There are principles in contract law when applied to private parking, that the driver of a vehicle is invited by the parking operator (and/or the landowner) to park in a car parking site, and that the terms and conditions of the parking contract should be set out clearly and concisely through the placement of signs as upon entering and around the site. These are clearly specified in the BPA's Code of Practice for Parking on Private Land.[25]

Operators do not have legal power to issue fines or penalties as a result of people parking on private land, as this is classed as misrepresentation of authority.[40] They are able to issue a Parking Charge Notice (PCN) as specified in Schedule 4 of the Protection of Freedoms Act.[41]

In parking at the site, a driver may have accepted those terms and conditions, provided they are clearly displayed, and the driver has read and understood them as set out in the case of Vine v London Borough of Waltham Forest [2000] EWCA Civ 106.

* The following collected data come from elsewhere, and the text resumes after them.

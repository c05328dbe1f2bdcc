use chrono::{DateTime, Utc};
use serde::{Deserialize, Serialize};

pub type Id = i32;

#[derive(
    Clone, Copy, Debug, PartialEq, PartialOrd, sqlx::Type, Serialize, Eq, Ord, Hash, Deserialize,
)]
#[sqlx(type_name = "user_role", rename_all = "lowercase")]
#[serde(rename_all = "snake_case")]
pub enum UserRole {
    User,
    Moderator,
    Admin,
}

impl UserRole {
    pub fn is_staff(&self) -> bool {
        matches!(self, UserRole::Admin | UserRole::Moderator)
    }
}

impl Default for UserRole {
    fn default() -> Self {
        Self::User
    }
}

#[derive(sqlx::FromRow, Debug, Clone, Serialize)]
pub struct User {
    pub id: Id,
    pub email: String,
    pub username: String,
    pub first_name: String,
    pub last_name: String,
    #[serde(skip_serializing)]
    pub password: String,
    pub role: UserRole,
    pub date_joined: DateTime<Utc>,
}

/// Public view of a user as seen by the requester.
#[derive(sqlx::FromRow, Debug, Clone, Serialize, PartialEq)]
pub struct UserProfile {
    pub email: String,
    pub id: Id,
    pub username: String,
    pub first_name: String,
    pub last_name: String,
    pub is_subscribed: bool,
}

#[derive(sqlx::FromRow, Debug, Clone)]
pub struct UserProfileRow {
    #[sqlx(flatten)]
    pub profile: UserProfile,
    pub count: i64,
}

#[derive(Debug, Clone, Serialize)]
pub struct CreatedUser {
    pub email: String,
    pub id: Id,
    pub username: String,
    pub first_name: String,
    pub last_name: String,
}

impl From<User> for CreatedUser {
    fn from(user: User) -> Self {
        Self {
            email: user.email,
            id: user.id,
            username: user.username,
            first_name: user.first_name,
            last_name: user.last_name,
        }
    }
}

#[derive(sqlx::FromRow, Debug, Clone, Serialize, Deserialize, PartialEq)]
pub struct Tag {
    pub id: Id,
    pub name: String,
    pub color: String,
    pub slug: String,
}

#[derive(sqlx::FromRow, Debug, Clone)]
pub struct LinkedTag {
    pub recipe_id: Id,
    #[sqlx(flatten)]
    pub tag: Tag,
}

#[derive(sqlx::FromRow, Debug, Clone, Serialize, Deserialize, PartialEq)]
pub struct Ingredient {
    pub id: Id,
    pub name: String,
    pub measurement_unit: String,
}

#[derive(sqlx::FromRow, Debug, Clone, Serialize, PartialEq)]
pub struct IngredientAmount {
    pub id: Id,
    pub name: String,
    pub measurement_unit: String,
    pub amount: i32,
}

#[derive(sqlx::FromRow, Debug, Clone)]
pub struct LinkedIngredient {
    pub recipe_id: Id,
    #[sqlx(flatten)]
    pub ingredient: IngredientAmount,
}

#[derive(sqlx::FromRow, Debug, Clone)]
pub struct RecipeRow {
    pub id: Id,
    pub author_id: Id,
    pub name: String,
    pub text: String,
    pub cooking_time: i32,
    pub image: Option<String>,
    pub pub_date: DateTime<Utc>,
    pub is_favorited: bool,
    pub is_in_shopping_cart: bool,
    pub count: i64,
}

#[derive(Debug, Clone, Serialize)]
pub struct Recipe {
    pub id: Id,
    pub tags: Vec<Tag>,
    pub author: UserProfile,
    pub ingredients: Vec<IngredientAmount>,
    pub is_favorited: bool,
    pub is_in_shopping_cart: bool,
    pub name: String,
    pub image: Option<String>,
    pub text: String,
    pub cooking_time: i32,
}

#[derive(sqlx::FromRow, Debug, Clone, Serialize, PartialEq)]
pub struct ShortRecipe {
    pub id: Id,
    pub name: String,
    pub image: Option<String>,
    pub cooking_time: i32,
}

#[derive(sqlx::FromRow, Debug, Clone)]
pub struct AuthoredRecipe {
    pub author_id: Id,
    #[sqlx(flatten)]
    pub recipe: ShortRecipe,
}

#[derive(sqlx::FromRow, Debug, Clone)]
pub struct SubscriptionRow {
    #[sqlx(flatten)]
    pub profile: UserProfile,
    pub recipes_count: i64,
    pub count: i64,
}

#[derive(Debug, Clone, Serialize)]
pub struct UserSubscription {
    #[serde(flatten)]
    pub profile: UserProfile,
    pub recipes: Vec<ShortRecipe>,
    pub recipes_count: i64,
}

/// One ingredient link of one recipe in a shopping cart.
#[derive(sqlx::FromRow, Debug, Clone)]
pub struct ShoppingListPart {
    pub ingredient_id: Id,
    pub name: String,
    pub measurement_unit: String,
    pub amount: i32,
}

#[derive(Debug, Clone, Serialize, PartialEq)]
pub struct ShoppingListRow {
    pub name: String,
    pub total_amount: i64,
    pub measurement_unit: String,
}
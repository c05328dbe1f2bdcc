use sqlx::{Postgres, QueryBuilder};

use crate::{
    error::{Error, FieldErrors},
    schema::Id,
};

/// Raw query string pairs, in request order. Keys may repeat (`?tags=a&tags=b`).
#[derive(Debug, Clone, Default)]
pub struct QueryPairs {
    inner: Vec<(String, String)>,
}

impl QueryPairs {
    pub fn new(inner: Vec<(String, String)>) -> Self {
        Self { inner }
    }

    pub fn get(&self, key: &str) -> Option<&str> {
        self.inner
            .iter()
            .find(|(k, _)| k == key)
            .map(|(_, v)| v.as_str())
    }

    pub fn get_all(&self, key: &str) -> Vec<&str> {
        self.inner
            .iter()
            .filter(|(k, _)| k == key)
            .map(|(_, v)| v.as_str())
            .collect()
    }

    /// Builds a link to another page, keeping every other parameter.
    pub fn link(&self, path: &str, page: i64, limit: i64) -> String {
        let mut parts: Vec<String> = self
            .inner
            .iter()
            .filter(|(k, _)| k != "page" && k != "limit")
            .map(|(k, v)| format!("{}={}", urlencoding::encode(k), urlencoding::encode(v)))
            .collect();
        parts.push(format!("page={page}"));
        parts.push(format!("limit={limit}"));

        format!("{path}?{}", parts.join("&"))
    }

    /// `recipes_limit` is honoured only when it is a non-negative integer.
    pub fn recipes_limit(&self) -> Option<usize> {
        self.get("recipes_limit")
            .and_then(|value| value.parse::<usize>().ok())
    }
}

/// Only `1` switches a membership filter on.
fn is_flag_set(value: Option<&str>) -> bool {
    value == Some("1")
}

#[derive(Debug, Clone, Default, PartialEq)]
pub struct RecipeFilter {
    pub author: Option<Id>,
    pub tags: Vec<String>,
    pub is_favorited: bool,
    pub is_in_shopping_cart: bool,
}

impl RecipeFilter {
    pub fn from_query(query: &QueryPairs) -> Result<Self, Error> {
        let mut errors = FieldErrors::new();

        let author = match query.get("author").filter(|value| !value.is_empty()) {
            Some(value) => match value.parse::<Id>() {
                Ok(id) => Some(id),
                Err(_) => {
                    errors.insert("author".into(), vec!["Enter a number.".into()]);
                    None
                }
            },
            None => None,
        };

        if !errors.is_empty() {
            return Err(Error::validation(errors));
        }

        Ok(Self {
            author,
            tags: query
                .get_all("tags")
                .into_iter()
                .filter(|slug| !slug.is_empty())
                .map(str::to_string)
                .collect(),
            is_favorited: is_flag_set(query.get("is_favorited")),
            is_in_shopping_cart: is_flag_set(query.get("is_in_shopping_cart")),
        })
    }

    /// Appends ` AND ...` conditions over the `recipes r` alias.
    pub fn push_conditions(&self, builder: &mut QueryBuilder<'_, Postgres>, viewer: Option<Id>) {
        if let Some(author) = self.author {
            builder.push(" AND r.author_id = ").push_bind(author);
        }

        if !self.tags.is_empty() {
            builder
                .push(
                    " AND EXISTS (SELECT 1 FROM recipe_tags rt INNER JOIN tags t ON t.id = rt.tag_id \
                     WHERE rt.recipe_id = r.id AND t.slug = ANY(",
                )
                .push_bind(self.tags.clone())
                .push("))");
        }

        for (enabled, table) in [
            (self.is_favorited, "favorites"),
            (self.is_in_shopping_cart, "shopping_cart"),
        ] {
            if !enabled {
                continue;
            }
            match viewer {
                Some(user_id) => {
                    builder
                        .push(format!(
                            " AND EXISTS (SELECT 1 FROM {table} m WHERE m.recipe_id = r.id AND m.user_id = "
                        ))
                        .push_bind(user_id)
                        .push(")");
                }
                // Anonymous requesters have no favorites or cart.
                None => {
                    builder.push(" AND FALSE");
                }
            }
        }
    }
}

#[derive(Debug, Clone, Default, PartialEq)]
pub struct IngredientFilter {
    pub name: Option<String>,
}

impl IngredientFilter {
    pub fn from_query(query: &QueryPairs) -> Self {
        Self {
            name: query
                .get("name")
                .filter(|value| !value.is_empty())
                .map(str::to_string),
        }
    }

    /// `LIKE` pattern matching names that start with the given prefix.
    pub fn like_pattern(&self) -> Option<String> {
        self.name.as_ref().map(|prefix| {
            let mut pattern = String::with_capacity(prefix.len() + 1);
            for c in prefix.chars() {
                if matches!(c, '\\' | '%' | '_') {
                    pattern.push('\\');
                }
                pattern.push(c);
            }
            pattern.push('%');
            pattern
        })
    }
}
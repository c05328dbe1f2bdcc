use argon2::{
    password_hash::{rand_core::OsRng, PasswordHash, PasswordHasher, PasswordVerifier, SaltString},
    Argon2,
};
use rand::{distributions::Alphanumeric, Rng};

use crate::error::{Error, HtmlError};

pub fn hash_password(password: &str) -> Result<String, Error> {
    let salt = SaltString::generate(&mut OsRng);
    let argon2 = Argon2::default();

    argon2
        .hash_password(password.as_bytes(), &salt)
        .map(|hash| hash.to_string())
        .map_err(|e| {
            log::error!("Password hashing failed: {e}");
            HtmlError::InternalServerError.new("Could not hash password")
        })
}

pub fn verify_password(password: &str, password_hash: &str) -> Result<bool, Error> {
    let argon2 = Argon2::default();
    let parsed_hash = PasswordHash::new(password_hash).map_err(|e| {
        log::error!("Stored password hash is malformed: {e}");
        HtmlError::InternalServerError.new("Malformed password hash")
    })?;

    Ok(argon2
        .verify_password(password.as_bytes(), &parsed_hash)
        .is_ok())
}

pub fn generate_secret(length: usize) -> String {
    rand::thread_rng()
        .sample_iter(&Alphanumeric)
        .take(length)
        .map(char::from)
        .collect()
}
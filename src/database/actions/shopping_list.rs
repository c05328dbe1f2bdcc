use std::collections::HashMap;

use sqlx::{Pool, Postgres};

use crate::{
    constants::SHOPPING_LIST_HEADER,
    error::{Error, QueryError},
    schema::{Id, ShoppingListPart, ShoppingListRow},
};

/// Every ingredient link of every recipe in the user's cart.
pub async fn list_shopping_cart_parts(
    pool: &Pool<Postgres>,
    user_id: Id,
) -> Result<Vec<ShoppingListPart>, Error> {
    let rows: Vec<ShoppingListPart> = sqlx::query_as(
        "
        SELECT ri.ingredient_id, i.name, i.measurement_unit, ri.amount
        FROM shopping_cart c
        INNER JOIN recipe_ingredients ri ON ri.recipe_id = c.recipe_id
        INNER JOIN ingredients i ON i.id = ri.ingredient_id
        WHERE c.user_id = $1
    ",
    )
    .bind(user_id)
    .fetch_all(pool)
    .await
    .map_err(QueryError::from)?;

    Ok(rows)
}

/// Sums amounts per ingredient, ordered by name.
pub fn aggregate_shopping_list(parts: Vec<ShoppingListPart>) -> Vec<ShoppingListRow> {
    let mut totals: HashMap<Id, ShoppingListRow> = HashMap::new();
    parts.into_iter().for_each(|part| {
        totals
            .entry(part.ingredient_id)
            .or_insert_with(|| ShoppingListRow {
                name: part.name,
                total_amount: 0,
                measurement_unit: part.measurement_unit,
            })
            .total_amount += part.amount as i64;
    });

    let mut rows: Vec<(Id, ShoppingListRow)> = totals.into_iter().collect();
    rows.sort_by(|(a_id, a), (b_id, b)| a.name.cmp(&b.name).then(a_id.cmp(b_id)));
    rows.into_iter().map(|(_, row)| row).collect()
}

fn escape_csv_field(value: &str) -> String {
    if value.contains([',', '"', '\n', '\r']) {
        format!("\"{}\"", value.replace('"', "\"\""))
    } else {
        value.to_string()
    }
}

pub fn render_shopping_list(rows: &[ShoppingListRow]) -> String {
    let mut csv = SHOPPING_LIST_HEADER.join(",");
    csv.push_str("\r\n");
    for row in rows {
        csv.push_str(&format!(
            "{},{},{}\r\n",
            escape_csv_field(&row.name),
            row.total_amount,
            escape_csv_field(&row.measurement_unit)
        ));
    }
    csv
}

pub async fn download_shopping_list(pool: &Pool<Postgres>, user_id: Id) -> Result<String, Error> {
    let parts = list_shopping_cart_parts(pool, user_id).await?;
    let rows = aggregate_shopping_list(parts);
    log::trace!("> Shopping list of user {user_id} has {} rows", rows.len());

    Ok(render_shopping_list(&rows))
}

#[cfg(test)]
mod tests {
    use super::*;

    fn part(ingredient_id: Id, name: &str, unit: &str, amount: i32) -> ShoppingListPart {
        ShoppingListPart {
            ingredient_id,
            name: name.into(),
            measurement_unit: unit.into(),
            amount,
        }
    }

    #[test]
    fn sums_shared_ingredients() {
        let rows = aggregate_shopping_list(vec![
            part(2, "salt", "g", 5),
            part(1, "eggs", "pcs", 3),
            part(2, "salt", "g", 10),
        ]);

        assert_eq!(
            rows,
            vec![
                ShoppingListRow {
                    name: "eggs".into(),
                    total_amount: 3,
                    measurement_unit: "pcs".into(),
                },
                ShoppingListRow {
                    name: "salt".into(),
                    total_amount: 15,
                    measurement_unit: "g".into(),
                },
            ]
        );
    }

    #[test]
    fn empty_cart_has_only_header() {
        assert_eq!(
            render_shopping_list(&aggregate_shopping_list(vec![])),
            "Ingredient,Total Amount,Measurement Unit\r\n"
        );
    }

    #[test]
    fn quotes_special_fields() {
        let csv = render_shopping_list(&[ShoppingListRow {
            name: "salt, \"sea\"".into(),
            total_amount: 15,
            measurement_unit: "g".into(),
        }]);
        assert!(csv.ends_with("\"salt, \"\"sea\"\"\",15,g\r\n"));
    }

    #[test]
    fn same_name_different_ingredients_stay_apart() {
        let rows = aggregate_shopping_list(vec![part(1, "milk", "ml", 200), part(2, "milk", "g", 50)]);
        assert_eq!(rows.len(), 2);
    }
}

In his judgment, Lord Justice Roche stated:

The act of clamping the wheel of another person's car, even when that car is trespassing, is an act of trespass to that other persons property unless it can be shown that the owner of the car has consented to, or willingly assumed, the risk of his car being clamped. To show that the car owner consented or willingly assumed the risk of his car being clamped, it has to be established that the car owner was aware of the consequences of his parking his car so that it trespassed on the land of another. That will be done by establishing that the car owner saw and understood the significance of a warning notice or notices that cars in that place without permission were liable to be clamped. Normally the presence of notices which are posted where they are bound to be seen, for example at the entrance to a private car park, which are of a type which the car driver would be bound to have read, will lead to a finding that the car driver had knowledge of and appreciated the warning. In this case the Recorder might have reached such a conclusion about the appellant's state of knowledge, but he did not do so. The Recorder made a clear finding of fact that the appellant did not see the sign. That finding is not surprising in view of the absence of any notice on the wall opposite the southern parking space and the appellant's distressed state, the reason why the appellant parked and left her car hurriedly. It was the appellant's evidence that she did not see the sign. There was never any suggestion that the appellant was other than a truthful witness.

— Lord Justice Roche[42]

In August 2010, the Coalition Government announced their intention to ban clamping on private land. The next two years saw the development and subsequent Royal Assent of the Protection of Freedoms Act[43] which bans all forms of immobilisation without lawful authority.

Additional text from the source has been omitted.